With that being said, its cool to see that MI50 is competitive against A100 in scientific compute. Both A100 and MI50 are on TSMC's 7nm node, so that is a pure architecture vs architecture competition.
ROCm is definitely less stable and has fewer features than CUDA. However, since so much code is in CUDA, its good for AMD to provide a porting framework to their GPUs.
In my experience, the hardest thing about ROCm is the lowered expectation compared to NVidia GPUs. In particular, AMD only supports a select number of chips on ROCm, mostly coinciding with AMD's "MI" line of cards.
Fiji, Polaris, Vega, and Vega 7nm (aka: Rx Fury, Rx 580, and Vega64 / Radeon VII). As soon as you deviate from these cards and use say a 5700 XT, ROCm compatibility plummets and you start seeing issues.
In contrast, NVidia supports even a low-end 1660 pretty well. Fortunately, the RX 580 has dropped down to nearly the price of a 1660, but if you make the mistake of buying a 550 instead (or a 5500 XT), things suddenly suck.

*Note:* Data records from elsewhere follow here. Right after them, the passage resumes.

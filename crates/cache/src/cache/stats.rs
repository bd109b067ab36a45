//! Cache statistics and metrics tracking
//!
//! Counters are plain atomics updated while the cache lock is already held,
//! so enabling them adds no extra locking.

use std::sync::atomic::{AtomicU64, Ordering};

/// Statistics for cache performance monitoring
#[derive(Debug, Clone, Default, PartialEq, Eq)]
pub struct CacheStats {
    /// Current number of entries
    pub size: usize,

    /// Maximum allowed entries
    pub capacity: usize,

    /// Lookups that found their key
    pub hits: u64,

    /// Lookups that did not find their key
    pub misses: u64,

    /// Puts that added a new key
    pub inserts: u64,

    /// Puts that replaced the value of an existing key
    pub updates: u64,

    /// Entries evicted to stay within capacity
    pub evictions: u64,

    /// Entries removed by `remove` or by a `for_each` predicate
    pub removals: u64,
}

impl CacheStats {
    /// Calculate hit rate (hits / total lookups)
    pub fn hit_rate(&self) -> f64 {
        let total = self.hits + self.misses;
        if total == 0 {
            0.0
        } else {
            self.hits as f64 / total as f64
        }
    }

    /// Calculate miss rate (misses / total lookups)
    pub fn miss_rate(&self) -> f64 {
        1.0 - self.hit_rate()
    }

    /// Calculate fill percentage (size / capacity)
    pub fn fill_percentage(&self) -> f64 {
        if self.capacity == 0 {
            0.0
        } else {
            self.size as f64 / self.capacity as f64
        }
    }

    /// Total number of lookups (hits + misses)
    pub fn total_accesses(&self) -> u64 {
        self.hits + self.misses
    }
}

/// Lock-free counters backing [`CacheStats`]
///
/// Recording is a no-op when the collector was created disabled.
#[derive(Debug, Default)]
pub(crate) struct MetricsCollector {
    enabled: bool,
    hits: AtomicU64,
    misses: AtomicU64,
    inserts: AtomicU64,
    updates: AtomicU64,
    evictions: AtomicU64,
    removals: AtomicU64,
}

impl MetricsCollector {
    pub(crate) fn new(enabled: bool) -> Self {
        Self { enabled, ..Self::default() }
    }

    fn bump(&self, counter: &AtomicU64) {
        if self.enabled {
            counter.fetch_add(1, Ordering::Relaxed);
        }
    }

    pub(crate) fn record_hit(&self) {
        self.bump(&self.hits);
    }

    pub(crate) fn record_miss(&self) {
        self.bump(&self.misses);
    }

    pub(crate) fn record_insert(&self) {
        self.bump(&self.inserts);
    }

    pub(crate) fn record_update(&self) {
        self.bump(&self.updates);
    }

    pub(crate) fn record_eviction(&self) {
        self.bump(&self.evictions);
    }

    pub(crate) fn record_removal(&self) {
        self.bump(&self.removals);
    }

    /// Get current statistics snapshot
    pub(crate) fn snapshot(&self, size: usize, capacity: usize) -> CacheStats {
        CacheStats {
            size,
            capacity,
            hits: self.hits.load(Ordering::Relaxed),
            misses: self.misses.load(Ordering::Relaxed),
            inserts: self.inserts.load(Ordering::Relaxed),
            updates: self.updates.load(Ordering::Relaxed),
            evictions: self.evictions.load(Ordering::Relaxed),
            removals: self.removals.load(Ordering::Relaxed),
        }
    }
}
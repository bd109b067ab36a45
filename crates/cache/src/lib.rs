//! In-memory caches with pluggable eviction and background sweeping.
//!
//! # Feature Tiers
//!
//! Enable cargo features to opt into the tiers you need:
//! - `foundation`: the cache contract, LRU and random-replacement caches,
//!   configuration, errors
//! - `runtime` (default): the Tokio-driven sweeper and the swept-cache
//!   decorator
//!
//! # Logging
//!
//! All diagnostics go through `tracing`. Cache mutations log at `debug` with
//! the cache name and key; sweeper lifecycle events log at `info`, and a
//! sweeper that misses its shutdown deadline logs at `warn`. Install any
//! subscriber to see them; without one nothing is emitted.

#![forbid(unsafe_code)]
#![warn(rust_2018_idioms)]
#![warn(clippy::all, clippy::perf, clippy::complexity, clippy::suspicious)]

// Foundation tier
// -----------------------------------------------------------------
#[cfg(feature = "foundation")]
pub mod cache;
#[cfg(feature = "foundation")]
pub mod error;
#[cfg(feature = "foundation")]
pub mod utils;

// Runtime tier
// --------------------------------------------------------------------
#[cfg(feature = "runtime")]
pub mod sweeper;

// Re-export commonly used types and traits for convenience
// ------------------------
#[cfg(feature = "foundation")]
pub use cache::{
    Cache, CacheConfig, CacheStats, EvictionPolicy, LruCache, PolicyCache, RandomReplacementCache,
};
#[cfg(feature = "runtime")]
pub use cache::{SweptCache, TimeSweptCache};
#[cfg(feature = "foundation")]
pub use error::{CacheError, CacheResult, ErrorSeverity};
#[cfg(feature = "runtime")]
pub use sweeper::{ShutdownStatus, SweepConfig, SweepOnTime, Sweeper, SweeperState};
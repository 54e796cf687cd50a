pub mod errors;
pub mod movie;
pub mod request;

pub use errors::*;
pub use movie::*;
pub use request::*;
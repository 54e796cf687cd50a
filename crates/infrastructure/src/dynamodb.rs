use aws_config::{BehaviorVersion, Region};
use aws_sdk_dynamodb::Client;
use shared::Config;

#[derive(Debug, Clone)]
pub struct DynamoDbClient {
    client: Client,
}

impl DynamoDbClient {
    pub async fn new(config: &Config) -> Self {
        let mut loader = aws_config::defaults(BehaviorVersion::latest());
        if let Some(region) = &config.aws_region {
            loader = loader.region(Region::new(region.clone()));
        }
        if let Some(endpoint) = &config.dynamodb_endpoint {
            loader = loader.endpoint_url(endpoint);
        }
        let aws_config = loader.load().await;

        Self {
            client: Client::new(&aws_config),
        }
    }

    pub fn from_client(client: Client) -> Self {
        Self { client }
    }

    pub fn client(&self) -> &Client {
        &self.client
    }
}
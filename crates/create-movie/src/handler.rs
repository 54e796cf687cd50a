use crate::models::{ApiGatewayProxyResponse, InvocationEnvelope};
use domain::{CreateMovieRequest, MovieRecord};
use infrastructure::{MovieStore, PutAcknowledgment};
use serde_json::json;
use shared::{AppError, Config, StructuredLogger};
use tracing::{error, info};

pub const MENSAJE_RECIBIDO: &str = "Evento recibido en CrearPelicula";
pub const MENSAJE_CREADA: &str = "Película creada correctamente";
pub const MENSAJE_ERROR: &str = "Error al crear la película";

/// 映画レコード作成ハンドラー
///
/// 呼び出しごとに `Received -> {Persisted, Failed}` のどちらかで終わる。
/// 失敗はすべて 500 レスポンスに変換し、ランタイムへはエラーを返さない。
pub struct RecordCreationHandler<S> {
    store: S,
    config: Config,
    logger: StructuredLogger,
}

impl<S: MovieStore> RecordCreationHandler<S> {
    pub fn new(store: S, config: Config, logger: StructuredLogger) -> Self {
        Self {
            store,
            config,
            logger,
        }
    }

    pub fn store(&self) -> &S {
        &self.store
    }

    pub async fn handle(&self, envelope: InvocationEnvelope) -> ApiGatewayProxyResponse {
        self.logger.log_received(MENSAJE_RECIBIDO, envelope.raw());

        match self.create_movie(&envelope).await {
            Ok((pelicula, ack)) => {
                info!(tenant_id = %pelicula.tenant_id, uuid = %pelicula.uuid, "Movie created");
                self.logger
                    .log_success(MENSAJE_CREADA, &pelicula.tenant_id, &pelicula, &ack);

                ApiGatewayProxyResponse::new(
                    200,
                    json!({
                        "mensaje": MENSAJE_CREADA,
                        "pelicula": pelicula
                    }),
                )
            }
            Err(e) => {
                error!(code = e.code(), error = %e, "Movie creation failed");
                self.logger.log_error(MENSAJE_ERROR, &e, envelope.body());

                create_error_response(&e)
            }
        }
    }

    async fn create_movie(
        &self,
        envelope: &InvocationEnvelope,
    ) -> Result<(MovieRecord, PutAcknowledgment), AppError> {
        let body = envelope.parsed_body()?;
        let request = CreateMovieRequest::from_body(&body)?;
        let table_name = self.config.table_name()?;

        let pelicula = request.into_record();
        let ack = self.store.put_movie(table_name, &pelicula).await?;

        Ok((pelicula, ack))
    }
}

/// エラーレスポンスを作成（原因の種別に関係なく 500）
fn create_error_response(error: &AppError) -> ApiGatewayProxyResponse {
    ApiGatewayProxyResponse::new(
        500,
        json!({
            "mensaje": MENSAJE_ERROR,
            "detalle_error": error.to_string()
        }),
    )
}

#[cfg(test)]
mod tests {
    use super::*;
    use domain::DomainError;

    #[test]
    fn test_create_error_response() {
        let response =
            create_error_response(&AppError::from(DomainError::MissingField("pelicula_datos")));

        assert_eq!(response.status_code, 500);
        let body: serde_json::Value = serde_json::from_str(&response.body).unwrap();
        assert_eq!(body["mensaje"], MENSAJE_ERROR);
        assert_eq!(
            body["detalle_error"],
            "Missing required field: pelicula_datos"
        );
        assert_eq!(body.as_object().unwrap().len(), 2);
    }
}
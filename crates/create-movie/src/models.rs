use serde::{Deserialize, Serialize};
use serde_json::{Map, Value};
use shared::AppError;

/// API Gateway から渡される呼び出しイベント
///
/// `body` 以外のキーも受信ログのためにそのまま保持する。
#[derive(Debug, Clone, Default, PartialEq, Serialize, Deserialize)]
#[serde(transparent)]
pub struct InvocationEnvelope(Value);

impl InvocationEnvelope {
    pub fn new(event: Value) -> Self {
        Self(event)
    }

    pub fn raw(&self) -> &Value {
        &self.0
    }

    /// 受信したままのボディ（未指定や null の場合は None）
    pub fn body(&self) -> Option<&Value> {
        self.0.get("body").filter(|body| !body.is_null())
    }

    /// ボディを JSON オブジェクトとして取り出す
    ///
    /// 文字列の場合は JSON としてパースし、未指定なら空のマップとして扱う。
    pub fn parsed_body(&self) -> Result<Value, AppError> {
        match self.body() {
            None => Ok(Value::Object(Map::new())),
            Some(Value::String(text)) => Ok(serde_json::from_str(text)?),
            Some(body) => Ok(body.clone()),
        }
    }
}

impl From<Value> for InvocationEnvelope {
    fn from(event: Value) -> Self {
        Self::new(event)
    }
}

/// API Gateway プロキシレスポンス
#[derive(Debug, Clone, PartialEq, Serialize, Deserialize)]
#[serde(rename_all = "camelCase")]
pub struct ApiGatewayProxyResponse {
    pub status_code: u16,
    pub body: String,
}

impl ApiGatewayProxyResponse {
    pub fn new(status_code: u16, body: Value) -> Self {
        Self {
            status_code,
            body: body.to_string(),
        }
    }
}

#[cfg(test)]
mod tests {
    use super::*;
    use serde_json::json;

    #[test]
    fn test_parsed_body_inline_object() {
        let envelope = InvocationEnvelope::new(json!({"body": {"tenant_id": "t1"}}));
        assert_eq!(envelope.parsed_body().unwrap(), json!({"tenant_id": "t1"}));
    }

    #[test]
    fn test_parsed_body_string_is_decoded() {
        let envelope = InvocationEnvelope::new(json!({
            "body": "{\"tenant_id\":\"t1\",\"pelicula_datos\":1}",
            "httpMethod": "POST"
        }));

        assert_eq!(
            envelope.parsed_body().unwrap(),
            json!({"tenant_id": "t1", "pelicula_datos": 1})
        );
    }

    #[test]
    fn test_parsed_body_absent_is_empty_map() {
        let envelope = InvocationEnvelope::new(json!({"httpMethod": "POST"}));

        assert!(envelope.body().is_none());
        assert_eq!(envelope.parsed_body().unwrap(), json!({}));
    }

    #[test]
    fn test_parsed_body_null_is_empty_map() {
        let envelope = InvocationEnvelope::new(json!({"body": null}));
        assert_eq!(envelope.parsed_body().unwrap(), json!({}));
    }

    #[test]
    fn test_parsed_body_malformed_string() {
        let envelope = InvocationEnvelope::new(json!({"body": "not json"}));

        let err = envelope.parsed_body().unwrap_err();
        assert!(matches!(err, AppError::MalformedBody(_)));
    }

    #[test]
    fn test_envelope_keeps_raw_event() {
        let event = json!({"body": "{}", "requestContext": {"requestId": "abc"}});
        let envelope: InvocationEnvelope = serde_json::from_value(event.clone()).unwrap();

        assert_eq!(envelope.raw(), &event);
    }

    #[test]
    fn test_response_uses_gateway_field_names() {
        let response = ApiGatewayProxyResponse::new(200, json!({"mensaje": "ok"}));

        assert_eq!(
            serde_json::to_value(&response).unwrap(),
            json!({"statusCode": 200, "body": "{\"mensaje\":\"ok\"}"})
        );
    }
}
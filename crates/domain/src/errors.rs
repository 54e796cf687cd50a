use thiserror::Error;

#[derive(Debug, Clone, PartialEq, Eq, Error)]
pub enum DomainError {
    #[error("Request body is not a JSON object")]
    BodyNotObject,

    #[error("Missing required field: {0}")]
    MissingField(&'static str),

    #[error("Invalid field {field}: {reason}")]
    InvalidField { field: &'static str, reason: String },
}

impl DomainError {
    /// ログ出力用のエラーコード
    pub fn code(&self) -> &'static str {
        match self {
            DomainError::BodyNotObject => "BODY_NOT_OBJECT",
            DomainError::MissingField(_) => "MISSING_FIELD",
            DomainError::InvalidField { .. } => "INVALID_FIELD",
        }
    }
}
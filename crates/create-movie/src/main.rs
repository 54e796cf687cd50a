use create_movie::{ApiGatewayProxyResponse, InvocationEnvelope, RecordCreationHandler};
use infrastructure::{DynamoDbClient, DynamoMovieRepository};
use lambda_runtime::{run, service_fn, Error, LambdaEvent};
use shared::{
    telemetry::{create_lambda_span, LambdaTraceContext},
    tracing::init_tracing,
    Config, StructuredLogger,
};
use tracing::{warn, Instrument};

/// Lambda 呼び出しごとのエントリポイント
async fn function_handler(
    event: LambdaEvent<InvocationEnvelope>,
    handler: &RecordCreationHandler<DynamoMovieRepository>,
) -> Result<ApiGatewayProxyResponse, Error> {
    let (payload, context) = event.into_parts();

    let trace_context = LambdaTraceContext::from_lambda_context(&context);
    let span = create_lambda_span("create-movie", &trace_context);

    Ok(handler.handle(payload).instrument(span).await)
}

#[tokio::main]
async fn main() -> Result<(), Error> {
    if let Err(e) = init_tracing() {
        eprintln!("トレーシング初期化エラー: {e}");
        // トレーシング初期化に失敗してもアプリケーションは継続
    }

    let config = Config::from_env();
    if config.table_name.is_none() {
        warn!("TABLE_NAME is not set; every invocation will fail");
    }

    let db_client = DynamoDbClient::new(&config).await;
    let handler = RecordCreationHandler::new(
        DynamoMovieRepository::new(db_client),
        config,
        StructuredLogger::stdout(),
    );
    let handler = &handler;

    run(service_fn(move |event: LambdaEvent<InvocationEnvelope>| async move {
        function_handler(event, handler).await
    }))
    .await
}
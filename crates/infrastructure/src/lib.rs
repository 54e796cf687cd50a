pub mod dynamodb;
pub mod repositories;

pub use dynamodb::*;
pub use repositories::*;
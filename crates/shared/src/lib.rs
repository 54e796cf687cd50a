pub mod config;
pub mod errors;
pub mod logger;
pub mod telemetry;
pub mod tracing;

pub use config::*;
pub use errors::*;
pub use logger::*;
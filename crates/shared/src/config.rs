use crate::errors::AppError;
use std::env;

/// Lambda 起動時に一度だけ読み込む設定
#[derive(Debug, Clone, Default)]
pub struct Config {
    pub table_name: Option<String>,
    pub environment: String,
    pub aws_region: Option<String>,
    pub dynamodb_endpoint: Option<String>,
}

impl Config {
    pub fn from_env() -> Self {
        Self::from_lookup(|key| env::var(key).ok())
    }

    /// 任意のキー参照関数から設定を組み立てる
    pub fn from_lookup<F>(lookup: F) -> Self
    where
        F: Fn(&str) -> Option<String>,
    {
        let non_empty = |key: &str| lookup(key).filter(|value| !value.trim().is_empty());

        Config {
            table_name: non_empty("TABLE_NAME"),
            environment: non_empty("ENVIRONMENT").unwrap_or_else(|| "dev".to_string()),
            aws_region: non_empty("AWS_REGION"),
            dynamodb_endpoint: non_empty("DYNAMODB_ENDPOINT"),
        }
    }

    pub fn with_table_name(table_name: impl Into<String>) -> Self {
        Config {
            table_name: Some(table_name.into()),
            environment: "dev".to_string(),
            ..Default::default()
        }
    }

    /// 書き込み先テーブル名。未設定はリクエスト単位のエラーとして扱う
    pub fn table_name(&self) -> Result<&str, AppError> {
        self.table_name
            .as_deref()
            .ok_or_else(|| AppError::Configuration("TABLE_NAME is not set".to_string()))
    }
}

With enough research, a computer builder can get an RX 580 and build out a cheap dev-box for ROCm. But this "trap" of not supporting all hardware has probably made AMD lose a few customers.
With that being said, it seems like Flops-for-flop, the AMD cards offer superior price/performance. MI50 is very similar to Radeon VII (MI50 simply has the card-to-card communications as well as full-speed double-precision). As such, you can get an MI50-like performance with a $700 Radeon VII (so long as you don't care about double-precision).
AMD is upfront about which GPUs they support ("The MI-line"). They however need to be more clear on the consumer-cards that match the MI-line, and show sample computer builds for the hobbyist community.
These tests used V100 (TSMC 12nm), not A100.